But I was on holiday and had no wish to return to the Horrors of the Market. Instead we headed to the the Fine Arts Museum.


Fine Arts Museum, Ho Chi Minh City

Housed in a poetically crumbling French villa, the Fine Arts Museum has an impressive selection of Communist Art, but unfortunately this section of the museum was temporarily closed, and the rest of its selection is so non-descript that as I write, a couple of months after visiting it, I find it difficult to remember any of the paintings or sculptures. Our photos too also dwell on the beauty of the architecture rather than the exhibits themselves.

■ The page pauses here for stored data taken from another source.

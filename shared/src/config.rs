use std::collections::HashMap;
use std::fmt::Display;
use std::str::FromStr;
use std::time::Duration;
use tracing::warn;

#[derive(Clone, Copy, Debug, PartialEq, Eq)]
pub enum Environment {
    Development,
    Test,
    Production,
}

impl Environment {
    pub fn is_development(&self) -> bool {
        matches!(self, Environment::Development)
    }

    pub fn is_production(&self) -> bool {
        matches!(self, Environment::Production)
    }

    pub fn as_str(&self) -> &'static str {
        match self {
            Environment::Development => "development",
            Environment::Test => "test",
            Environment::Production => "production",
        }
    }
}

impl FromStr for Environment {
    type Err = String;

    fn from_str(s: &str) -> Result<Self, Self::Err> {
        match s.trim().to_ascii_lowercase().as_str() {
            "development" | "dev" => Ok(Environment::Development),
            "test" => Ok(Environment::Test),
            "production" | "prod" => Ok(Environment::Production),
            other => Err(format!("unknown environment '{}'", other)),
        }
    }
}

/// Which in-memory store backs the response cache
#[derive(Clone, Copy, Debug, PartialEq, Eq)]
pub enum CacheBackend {
    DashMap,
    Moka,
}

impl FromStr for CacheBackend {
    type Err = String;

    fn from_str(s: &str) -> Result<Self, Self::Err> {
        match s.trim().to_ascii_lowercase().as_str() {
            "dashmap" => Ok(CacheBackend::DashMap),
            "moka" => Ok(CacheBackend::Moka),
            other => Err(format!("unknown cache backend '{}'", other)),
        }
    }
}

/// Upstream apartment trade API settings
#[derive(Clone, Debug)]
pub struct UpstreamConfig {
    pub base_url: String,
    pub service_key: String,
    pub area_code: String,
    pub dong: String,
    pub lookback_months: u32,
    pub request_timeout: Duration,
}

pub struct Config {
    pub host: String,
    pub http_port: u16,
    pub environment: Environment,
    pub cache_backend: CacheBackend,
    /// Entry bound for the moka backend; unbounded when unset
    pub cache_max_entries: Option<u64>,
    pub metrics_capacity: usize,
    pub maintenance_enabled: bool,
    pub cache_cleanup_interval: Duration,
    pub metrics_cleanup_interval: Duration,
    pub metrics_max_age: Duration,
    pub snapshot_dir: String,
    pub upstream: UpstreamConfig,
    /// Raw `SONGDO_TTL_<ENDPOINT>_MINUTES` overrides, endpoint name lowercased
    pub ttl_overrides: Vec<(String, u64)>,
}

impl Config {
    const DEFAULT_HOST: &str = "0.0.0.0";
    const DEFAULT_HTTP_PORT: u16 = 3001;
    const DEFAULT_METRICS_CAPACITY: usize = 1000;
    const DEFAULT_CACHE_CLEANUP_SECS: u64 = 300;
    const DEFAULT_METRICS_CLEANUP_SECS: u64 = 3600;
    const DEFAULT_METRICS_MAX_AGE_SECS: u64 = 86_400;
    const DEFAULT_SNAPSHOT_DIR: &str = "./public/data";
    const DEFAULT_MOLIT_BASE_URL: &str =
        "https://apis.data.go.kr/1613000/RTMSDataSvcAptTrade/getRTMSDataSvcAptTrade";
    const DEFAULT_AREA_CODE: &str = "28185";
    const DEFAULT_DONG: &str = "송도동";
    const DEFAULT_LOOKBACK_MONTHS: u32 = 3;
    const DEFAULT_UPSTREAM_TIMEOUT_SECS: u64 = 10;

    const TTL_PREFIX: &str = "SONGDO_TTL_";
    const TTL_SUFFIX: &str = "_MINUTES";

    pub fn from_env() -> Self {
        Self::from_vars(std::env::vars())
    }

    /// Build a config from an explicit set of variables instead of the process environment
    pub fn from_vars<I>(vars: I) -> Self
    where
        I: IntoIterator<Item = (String, String)>,
    {
        let vars: HashMap<String, String> = vars.into_iter().collect();
        let get = |name: &str| vars.get(name).cloned();

        let environment = match get("SONGDO_ENV") {
            None => Environment::Development,
            Some(raw) => raw.parse().unwrap_or_else(|e| {
                warn!("{}; treating environment as production", e);
                Environment::Production
            }),
        };

        let cache_backend = match get("SONGDO_CACHE_BACKEND") {
            None => CacheBackend::DashMap,
            Some(raw) => raw.parse().unwrap_or_else(|e| {
                warn!("{}; falling back to dashmap", e);
                CacheBackend::DashMap
            }),
        };

        let mut ttl_overrides: Vec<(String, u64)> = vars
            .iter()
            .filter_map(|(name, value)| {
                let endpoint = name
                    .strip_prefix(Self::TTL_PREFIX)?
                    .strip_suffix(Self::TTL_SUFFIX)?;
                match value.trim().parse::<u64>() {
                    Ok(minutes) => Some((endpoint.to_ascii_lowercase(), minutes)),
                    Err(_) => {
                        warn!("Ignoring {}: '{}' is not a number of minutes", name, value);
                        None
                    }
                }
            })
            .collect();
        ttl_overrides.sort();

        Self {
            host: get("SONGDO_HOST").unwrap_or_else(|| Self::DEFAULT_HOST.to_string()),
            http_port: parse_or("SONGDO_HTTP_PORT", get("SONGDO_HTTP_PORT"), Self::DEFAULT_HTTP_PORT),
            environment,
            cache_backend,
            cache_max_entries: get("SONGDO_CACHE_MAX_ENTRIES").and_then(|raw| {
                match raw.trim().parse::<u64>() {
                    Ok(n) if n > 0 => Some(n),
                    _ => {
                        warn!("SONGDO_CACHE_MAX_ENTRIES='{}' is invalid, leaving the cache unbounded", raw);
                        None
                    }
                }
            }),
            metrics_capacity: parse_or(
                "SONGDO_METRICS_CAPACITY",
                get("SONGDO_METRICS_CAPACITY"),
                Self::DEFAULT_METRICS_CAPACITY,
            ),
            maintenance_enabled: parse_or("SONGDO_MAINTENANCE", get("SONGDO_MAINTENANCE"), true),
            cache_cleanup_interval: interval_or(
                "SONGDO_CACHE_CLEANUP_SECS",
                get("SONGDO_CACHE_CLEANUP_SECS"),
                Self::DEFAULT_CACHE_CLEANUP_SECS,
            ),
            metrics_cleanup_interval: interval_or(
                "SONGDO_METRICS_CLEANUP_SECS",
                get("SONGDO_METRICS_CLEANUP_SECS"),
                Self::DEFAULT_METRICS_CLEANUP_SECS,
            ),
            metrics_max_age: Duration::from_secs(parse_or(
                "SONGDO_METRICS_MAX_AGE_SECS",
                get("SONGDO_METRICS_MAX_AGE_SECS"),
                Self::DEFAULT_METRICS_MAX_AGE_SECS,
            )),
            snapshot_dir: get("SONGDO_SNAPSHOT_DIR")
                .unwrap_or_else(|| Self::DEFAULT_SNAPSHOT_DIR.to_string()),
            upstream: UpstreamConfig {
                base_url: get("SONGDO_MOLIT_BASE_URL")
                    .unwrap_or_else(|| Self::DEFAULT_MOLIT_BASE_URL.to_string()),
                service_key: get("SONGDO_MOLIT_SERVICE_KEY").unwrap_or_else(|| {
                    warn!("SONGDO_MOLIT_SERVICE_KEY not set, upstream trade requests will be rejected");
                    String::new()
                }),
                area_code: get("SONGDO_AREA_CODE")
                    .unwrap_or_else(|| Self::DEFAULT_AREA_CODE.to_string()),
                dong: get("SONGDO_DONG").unwrap_or_else(|| Self::DEFAULT_DONG.to_string()),
                lookback_months: parse_or(
                    "SONGDO_LOOKBACK_MONTHS",
                    get("SONGDO_LOOKBACK_MONTHS"),
                    Self::DEFAULT_LOOKBACK_MONTHS,
                ),
                request_timeout: Duration::from_secs(parse_or(
                    "SONGDO_UPSTREAM_TIMEOUT_SECS",
                    get("SONGDO_UPSTREAM_TIMEOUT_SECS"),
                    Self::DEFAULT_UPSTREAM_TIMEOUT_SECS,
                )),
            },
            ttl_overrides,
        }
    }

    pub fn bind_address(&self) -> String {
        format!("{}:{}", self.host, self.http_port)
    }
}

fn parse_or<T>(name: &str, raw: Option<String>, default: T) -> T
where
    T: FromStr + Display + Copy,
{
    match raw {
        None => default,
        Some(raw) => raw.trim().parse().unwrap_or_else(|_| {
            warn!("{}='{}' is invalid, using default {}", name, raw, default);
            default
        }),
    }
}

/// Like `parse_or` for a period in seconds, where zero is also invalid
fn interval_or(name: &str, raw: Option<String>, default_secs: u64) -> Duration {
    match parse_or(name, raw, default_secs) {
        0 => {
            warn!("{}=0 is not a valid interval, using default {}", name, default_secs);
            Duration::from_secs(default_secs)
        }
        secs => Duration::from_secs(secs),
    }
}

I made do with memories of Hanoi's Fine Art Museum, housed in another immaculate mansion near the Temple of Literature. While one of the two museums is filled with bits of pots and other earthenware exhibits that bring out the yawning philistine in me, the other building contains some 'war art', for want of a better term, that impressed me greatly. There are also good examples of impressionism and every other style you can think of, such as the sublime 'Portrait of Little Thuy' by Tran Van Can, but it is the Socialist Realism that I remember.

Communist Art receives a very bad press, but there is an attempt to focus on the heroism of the masses that is lacking in the art of the bourgeois or the art of the church and the aristocracy that preceded it. In the Prolekult, the extras become the focal point, the background the foreground. It is not social realism, which shows the masses as they actually are, but an idealised depiction of what they might become.

I wandered among the muscle-bound torsos and the jutting chins of soviet man; I gazed into the bright eyes of the factory worker, the peasant and the soldier, all working together to build the utopia; I saw their vision and I sighed for the demise of socialism.

I sighed again, on leaving the museum and walking along the riverfront. Rivers show humanity at their worst, or rather they carry the worst of humanity, bearing our poisons seaward for marine burial. What has the sea ever done to us that we treat it so?

All of the filth of our species resides in the once-clean water: effluent, the rotting remains of fish guts, industrial pollutants -- they are all borne by the Saigon River; and in its distemper, it releases pestilent vapours to remind us that 'thus doest thou'.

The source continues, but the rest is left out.